== EXERCISE INSTRUCTIONS ==
Include in the output exactly the lines from the opening of the data through the line containing "owning monitor decides", and nothing more.

**** TASK INPUT

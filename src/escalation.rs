use serde::{Deserialize, Serialize};

pub const DEFAULT_MAX_WARNINGS: u32 = 3;

/// Named class of monitored behavior. Each category gets its own counter,
/// owned by the monitor that watches for it.
#[derive(Debug, Clone, Copy, Serialize, Deserialize, PartialEq, Eq)]
#[serde(rename_all = "camelCase")]
pub enum ViolationCategory {
    FocusLoss,
    Minimize,
    Resize,
    SettingsAccess,
    Clipboard,
}

impl ViolationCategory {
    pub fn as_str(&self) -> &'static str {
        match self {
            ViolationCategory::FocusLoss => "focus",
            ViolationCategory::Minimize => "minimize",
            ViolationCategory::Resize => "resize",
            ViolationCategory::SettingsAccess => "settings",
            ViolationCategory::Clipboard => "clipboard",
        }
    }

    /// Sentence-initial phrase used in warning dialogs.
    fn label(&self) -> &'static str {
        match self {
            ViolationCategory::FocusLoss => "Switching away from the editor",
            ViolationCategory::Minimize => "Minimizing the exam window",
            ViolationCategory::Resize => "Resizing the exam window",
            ViolationCategory::SettingsAccess => "Accessing restricted settings",
            ViolationCategory::Clipboard => "Clipboard activity",
        }
    }
}

/// Per-category violation counter. Monotonic within a session; fresh
/// monitor state (and therefore a zero counter) is built when a new
/// session is registered.
#[derive(Debug, Clone, Default)]
pub struct WarningCounter {
    count: u32,
}

impl WarningCounter {
    pub fn new() -> Self {
        Self::default()
    }

    pub fn count(&self) -> u32 {
        self.count
    }
}

#[derive(Debug, Clone, PartialEq, Eq)]
pub enum Verdict {
    /// Warn the user and carry on; `message` names the current and
    /// remaining counts.
    Continue { message: String },
    /// The counter has crossed the maximum; the owning monitor decides
    /// what termination looks like for its category.
    Escalate { message: String },
}

/// Uniform warning-escalation policy shared by all monitors, so thresholds
/// and wording stay consistent. Pure decision logic, no I/O.
///
/// `decide` is the single counting authority: it increments the counter
/// exactly once per call, and monitors must not increment independently.
/// Debouncing duplicate host callbacks is the monitor's job.
#[derive(Debug, Clone, Copy)]
pub struct Escalator {
    max: u32,
}

impl Escalator {
    pub fn new(max: u32) -> Self {
        Self { max }
    }

    pub fn max(&self) -> u32 {
        self.max
    }

    pub fn decide(&self, category: ViolationCategory, counter: &mut WarningCounter) -> Verdict {
        counter.count += 1;
        let count = counter.count;

        if count > self.max {
            Verdict::Escalate {
                message: format!(
                    "{} was detected {} times.\n\n\
                     This exceeds the maximum allowed warnings ({}).\n\
                     Your exam is now considered null and void.",
                    category.label(),
                    count,
                    self.max
                ),
            }
        } else {
            let remaining = self.max - count;
            Verdict::Continue {
                message: format!(
                    "WARNING: {} may be considered cheating.\n\n\
                     This is warning {} of {}.\n\
                     You have {} warnings remaining.\n\n\
                     If you exceed {} warnings, your exam will be voided.",
                    category.label(),
                    count,
                    self.max,
                    remaining,
                    self.max
                ),
            }
        }
    }
}

impl Default for Escalator {
    fn default() -> Self {
        Self::new(DEFAULT_MAX_WARNINGS)
    }
}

********

== RESPONSE ==
filename src/escalation.rs
use serde::{Deserialize, Serialize};

pub const DEFAULT_MAX_WARNINGS: u32 = 3;

/// Named class of monitored behavior. Each category gets its own counter,
/// owned by the monitor that watches for it.
#[derive(Debug, Clone, Copy, Serialize, Deserialize, PartialEq, Eq)]
#[serde(rename_all = "camelCase")]
pub enum ViolationCategory {
    FocusLoss,
    Minimize,
    Resize,
    SettingsAccess,
    Clipboard,
}

impl ViolationCategory {
    pub fn as_str(&self) -> &'static str {
        match self {
            ViolationCategory::FocusLoss => "focus",
            ViolationCategory::Minimize => "minimize",
            ViolationCategory::Resize => "resize",
            ViolationCategory::SettingsAccess => "settings",
            ViolationCategory::Clipboard => "clipboard",
        }
    }

    /// Sentence-initial phrase used in warning dialogs.
    fn label(&self) -> &'static str {
        match self {
            ViolationCategory::FocusLoss => "Switching away from the editor",
            ViolationCategory::Minimize => "Minimizing the exam window",
            ViolationCategory::Resize => "Resizing the exam window",
            ViolationCategory::SettingsAccess => "Accessing restricted settings",
            ViolationCategory::Clipboard => "Clipboard activity",
        }
    }
}

/// Per-category violation counter. Monotonic within a session; fresh
/// monitor state (and therefore a zero counter) is built when a new
/// session is registered.
#[derive(Debug, Clone, Default)]
pub struct WarningCounter {
    count: u32,
}

impl WarningCounter {
    pub fn new() -> Self {
        Self::default()
    }

    pub fn count(&self) -> u32 {
        self.count
    }
}

#[derive(Debug, Clone, PartialEq, Eq)]
pub enum Verdict {
    /// Warn the user and carry on; `message` names the current and
    /// remaining counts.
    Continue { message: String },
    /// The counter has crossed the maximum; the owning monitor decides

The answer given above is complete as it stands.